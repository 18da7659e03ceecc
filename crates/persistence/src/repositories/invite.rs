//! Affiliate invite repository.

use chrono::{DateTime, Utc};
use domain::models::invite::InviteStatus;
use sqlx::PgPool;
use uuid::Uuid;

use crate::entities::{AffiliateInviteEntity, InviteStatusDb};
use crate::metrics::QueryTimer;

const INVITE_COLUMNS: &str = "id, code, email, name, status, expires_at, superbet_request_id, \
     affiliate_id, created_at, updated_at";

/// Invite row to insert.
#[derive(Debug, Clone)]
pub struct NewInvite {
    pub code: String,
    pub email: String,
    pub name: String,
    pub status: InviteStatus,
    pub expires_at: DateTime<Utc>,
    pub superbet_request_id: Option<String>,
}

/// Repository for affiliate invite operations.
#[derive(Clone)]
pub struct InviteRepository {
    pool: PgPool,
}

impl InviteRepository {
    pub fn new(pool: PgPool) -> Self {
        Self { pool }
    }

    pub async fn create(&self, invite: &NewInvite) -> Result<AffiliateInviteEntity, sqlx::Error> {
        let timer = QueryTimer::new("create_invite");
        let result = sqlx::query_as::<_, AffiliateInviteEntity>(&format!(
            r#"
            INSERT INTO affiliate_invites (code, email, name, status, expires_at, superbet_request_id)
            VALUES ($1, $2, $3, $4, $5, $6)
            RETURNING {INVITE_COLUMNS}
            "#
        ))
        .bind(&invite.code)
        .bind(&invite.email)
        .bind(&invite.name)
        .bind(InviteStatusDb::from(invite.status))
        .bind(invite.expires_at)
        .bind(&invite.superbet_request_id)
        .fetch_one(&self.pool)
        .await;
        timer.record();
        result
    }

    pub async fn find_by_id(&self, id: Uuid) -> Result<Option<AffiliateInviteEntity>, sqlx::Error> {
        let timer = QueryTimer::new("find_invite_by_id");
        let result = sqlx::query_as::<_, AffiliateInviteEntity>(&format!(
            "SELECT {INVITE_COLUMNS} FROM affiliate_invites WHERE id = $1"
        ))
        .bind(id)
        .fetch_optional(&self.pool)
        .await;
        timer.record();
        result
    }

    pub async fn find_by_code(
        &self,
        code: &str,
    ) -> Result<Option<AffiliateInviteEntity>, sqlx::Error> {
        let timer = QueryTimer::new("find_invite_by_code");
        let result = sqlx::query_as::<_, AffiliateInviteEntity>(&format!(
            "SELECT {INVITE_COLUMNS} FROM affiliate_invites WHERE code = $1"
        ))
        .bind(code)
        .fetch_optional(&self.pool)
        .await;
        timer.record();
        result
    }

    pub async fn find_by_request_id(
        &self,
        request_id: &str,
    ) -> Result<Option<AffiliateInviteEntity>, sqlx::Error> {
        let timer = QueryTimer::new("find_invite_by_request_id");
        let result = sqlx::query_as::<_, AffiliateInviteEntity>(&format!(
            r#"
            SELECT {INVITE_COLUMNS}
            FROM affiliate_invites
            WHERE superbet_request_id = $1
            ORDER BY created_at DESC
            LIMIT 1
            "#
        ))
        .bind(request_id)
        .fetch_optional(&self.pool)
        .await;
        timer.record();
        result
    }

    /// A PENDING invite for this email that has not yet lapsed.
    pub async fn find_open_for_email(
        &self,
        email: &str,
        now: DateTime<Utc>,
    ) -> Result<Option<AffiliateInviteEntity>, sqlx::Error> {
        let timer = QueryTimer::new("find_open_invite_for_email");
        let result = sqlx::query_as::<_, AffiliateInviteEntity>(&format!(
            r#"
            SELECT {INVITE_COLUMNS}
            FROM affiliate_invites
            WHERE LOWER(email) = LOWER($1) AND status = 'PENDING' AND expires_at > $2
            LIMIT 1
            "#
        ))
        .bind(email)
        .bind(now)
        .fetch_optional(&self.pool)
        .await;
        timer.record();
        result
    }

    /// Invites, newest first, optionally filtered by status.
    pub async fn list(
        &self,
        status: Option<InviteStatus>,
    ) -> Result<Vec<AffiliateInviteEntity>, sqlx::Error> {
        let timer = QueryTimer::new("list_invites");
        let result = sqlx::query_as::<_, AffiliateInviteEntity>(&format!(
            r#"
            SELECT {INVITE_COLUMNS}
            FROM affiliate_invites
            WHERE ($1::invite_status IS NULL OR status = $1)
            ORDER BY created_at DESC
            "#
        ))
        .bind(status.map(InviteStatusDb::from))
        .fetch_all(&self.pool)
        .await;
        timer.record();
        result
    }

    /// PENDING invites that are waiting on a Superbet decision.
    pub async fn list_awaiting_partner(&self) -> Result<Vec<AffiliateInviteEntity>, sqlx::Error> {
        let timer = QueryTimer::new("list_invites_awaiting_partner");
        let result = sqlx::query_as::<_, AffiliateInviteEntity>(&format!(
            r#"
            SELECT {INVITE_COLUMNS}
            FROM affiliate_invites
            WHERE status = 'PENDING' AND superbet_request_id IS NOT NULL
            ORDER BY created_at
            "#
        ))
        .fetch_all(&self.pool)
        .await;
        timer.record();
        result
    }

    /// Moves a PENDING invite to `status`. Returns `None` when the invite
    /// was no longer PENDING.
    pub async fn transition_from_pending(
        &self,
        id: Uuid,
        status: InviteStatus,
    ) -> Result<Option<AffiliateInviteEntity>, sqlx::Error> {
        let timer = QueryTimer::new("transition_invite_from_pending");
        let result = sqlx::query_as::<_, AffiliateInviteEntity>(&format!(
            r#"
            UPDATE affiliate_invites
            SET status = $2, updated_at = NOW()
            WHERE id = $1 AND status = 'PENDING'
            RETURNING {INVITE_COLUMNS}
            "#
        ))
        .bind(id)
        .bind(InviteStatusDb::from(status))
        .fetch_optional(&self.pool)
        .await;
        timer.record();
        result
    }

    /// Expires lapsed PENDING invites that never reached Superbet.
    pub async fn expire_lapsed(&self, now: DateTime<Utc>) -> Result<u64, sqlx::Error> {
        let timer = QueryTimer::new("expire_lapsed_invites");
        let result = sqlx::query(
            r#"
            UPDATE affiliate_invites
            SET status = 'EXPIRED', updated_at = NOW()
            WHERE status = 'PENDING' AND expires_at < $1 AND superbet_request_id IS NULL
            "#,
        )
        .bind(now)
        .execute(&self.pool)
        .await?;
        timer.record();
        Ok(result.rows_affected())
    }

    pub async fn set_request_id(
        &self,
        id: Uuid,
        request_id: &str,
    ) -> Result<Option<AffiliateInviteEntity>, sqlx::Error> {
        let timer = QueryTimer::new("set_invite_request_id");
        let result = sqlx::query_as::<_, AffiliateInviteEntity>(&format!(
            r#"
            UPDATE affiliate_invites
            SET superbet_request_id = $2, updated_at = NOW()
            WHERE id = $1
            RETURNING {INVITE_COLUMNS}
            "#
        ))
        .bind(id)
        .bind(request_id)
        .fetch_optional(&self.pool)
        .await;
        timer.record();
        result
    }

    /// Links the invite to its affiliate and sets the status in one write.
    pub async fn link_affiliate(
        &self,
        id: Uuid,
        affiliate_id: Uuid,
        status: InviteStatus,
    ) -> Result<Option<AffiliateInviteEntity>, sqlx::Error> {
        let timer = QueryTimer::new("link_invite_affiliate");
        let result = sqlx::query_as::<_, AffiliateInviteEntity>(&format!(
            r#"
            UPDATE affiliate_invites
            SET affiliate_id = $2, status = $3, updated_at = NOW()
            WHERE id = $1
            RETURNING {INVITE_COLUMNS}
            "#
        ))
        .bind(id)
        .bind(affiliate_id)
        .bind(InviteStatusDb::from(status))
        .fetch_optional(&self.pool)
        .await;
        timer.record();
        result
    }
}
§
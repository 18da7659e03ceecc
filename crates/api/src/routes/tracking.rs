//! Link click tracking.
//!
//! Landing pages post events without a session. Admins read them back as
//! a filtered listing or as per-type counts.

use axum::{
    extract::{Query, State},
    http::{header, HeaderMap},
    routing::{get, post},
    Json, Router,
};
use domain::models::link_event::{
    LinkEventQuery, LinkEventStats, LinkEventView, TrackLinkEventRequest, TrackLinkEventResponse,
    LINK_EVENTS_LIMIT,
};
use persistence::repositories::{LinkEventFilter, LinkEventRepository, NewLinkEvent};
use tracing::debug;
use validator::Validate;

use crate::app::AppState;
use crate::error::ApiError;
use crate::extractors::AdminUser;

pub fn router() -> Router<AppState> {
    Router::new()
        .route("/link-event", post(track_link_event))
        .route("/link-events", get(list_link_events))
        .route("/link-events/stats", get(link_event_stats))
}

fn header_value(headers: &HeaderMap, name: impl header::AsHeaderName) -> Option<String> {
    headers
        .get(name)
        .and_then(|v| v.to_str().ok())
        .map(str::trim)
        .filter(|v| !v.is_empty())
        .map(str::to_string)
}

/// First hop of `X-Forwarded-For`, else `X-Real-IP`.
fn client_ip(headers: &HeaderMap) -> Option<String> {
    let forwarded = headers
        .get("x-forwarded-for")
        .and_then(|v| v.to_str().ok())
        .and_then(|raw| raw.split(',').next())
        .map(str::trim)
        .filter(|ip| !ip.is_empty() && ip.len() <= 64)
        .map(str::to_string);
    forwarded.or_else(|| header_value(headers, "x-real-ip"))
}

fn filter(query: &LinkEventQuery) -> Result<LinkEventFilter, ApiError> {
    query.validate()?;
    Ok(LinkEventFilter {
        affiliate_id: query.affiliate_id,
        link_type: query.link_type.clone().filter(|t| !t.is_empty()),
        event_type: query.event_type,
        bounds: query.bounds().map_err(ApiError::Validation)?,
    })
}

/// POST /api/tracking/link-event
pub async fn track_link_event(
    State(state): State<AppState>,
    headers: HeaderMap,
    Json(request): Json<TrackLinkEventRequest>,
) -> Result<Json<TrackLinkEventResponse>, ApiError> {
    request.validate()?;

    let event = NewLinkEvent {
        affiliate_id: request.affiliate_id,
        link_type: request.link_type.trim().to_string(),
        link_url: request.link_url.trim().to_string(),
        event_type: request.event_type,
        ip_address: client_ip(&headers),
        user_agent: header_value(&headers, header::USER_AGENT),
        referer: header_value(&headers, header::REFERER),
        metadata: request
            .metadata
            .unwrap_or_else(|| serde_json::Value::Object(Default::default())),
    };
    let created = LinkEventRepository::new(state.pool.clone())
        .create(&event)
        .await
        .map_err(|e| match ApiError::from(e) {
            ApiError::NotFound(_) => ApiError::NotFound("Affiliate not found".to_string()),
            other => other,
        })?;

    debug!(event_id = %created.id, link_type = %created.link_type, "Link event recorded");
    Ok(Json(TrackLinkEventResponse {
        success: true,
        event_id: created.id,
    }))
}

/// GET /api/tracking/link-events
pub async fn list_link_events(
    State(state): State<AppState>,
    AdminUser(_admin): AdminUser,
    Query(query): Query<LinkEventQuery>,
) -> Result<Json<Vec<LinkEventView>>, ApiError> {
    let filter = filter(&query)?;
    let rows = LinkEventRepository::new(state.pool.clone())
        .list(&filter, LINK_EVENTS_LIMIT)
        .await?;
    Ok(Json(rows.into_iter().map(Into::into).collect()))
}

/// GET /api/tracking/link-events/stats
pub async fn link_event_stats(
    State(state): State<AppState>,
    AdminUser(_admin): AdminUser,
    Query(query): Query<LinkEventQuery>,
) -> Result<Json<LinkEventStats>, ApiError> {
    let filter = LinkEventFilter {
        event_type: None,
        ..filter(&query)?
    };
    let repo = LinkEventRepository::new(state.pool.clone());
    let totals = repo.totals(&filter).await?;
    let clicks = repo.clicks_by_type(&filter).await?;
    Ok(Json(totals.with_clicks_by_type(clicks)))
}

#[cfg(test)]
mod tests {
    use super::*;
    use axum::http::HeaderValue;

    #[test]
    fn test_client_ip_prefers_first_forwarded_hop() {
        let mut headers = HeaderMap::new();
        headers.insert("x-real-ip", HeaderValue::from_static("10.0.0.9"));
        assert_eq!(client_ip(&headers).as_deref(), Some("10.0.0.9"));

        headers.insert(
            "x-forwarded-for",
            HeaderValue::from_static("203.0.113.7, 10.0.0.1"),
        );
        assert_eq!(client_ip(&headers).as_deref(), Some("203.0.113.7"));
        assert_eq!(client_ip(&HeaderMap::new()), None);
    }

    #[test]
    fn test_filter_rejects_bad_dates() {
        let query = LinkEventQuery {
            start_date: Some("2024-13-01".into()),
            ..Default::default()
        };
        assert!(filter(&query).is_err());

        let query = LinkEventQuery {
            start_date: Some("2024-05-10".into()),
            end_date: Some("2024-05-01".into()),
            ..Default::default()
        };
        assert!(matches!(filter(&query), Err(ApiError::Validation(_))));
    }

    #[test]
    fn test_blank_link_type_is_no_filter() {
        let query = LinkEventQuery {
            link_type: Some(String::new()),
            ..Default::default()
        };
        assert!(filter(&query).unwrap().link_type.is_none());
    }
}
§
* [What the exercise asks] Your answer should consist of the lines above that hold the word "http", copied exactly.

* [Expected answer]
    http::{header, HeaderMap},
    use axum::http::HeaderValue;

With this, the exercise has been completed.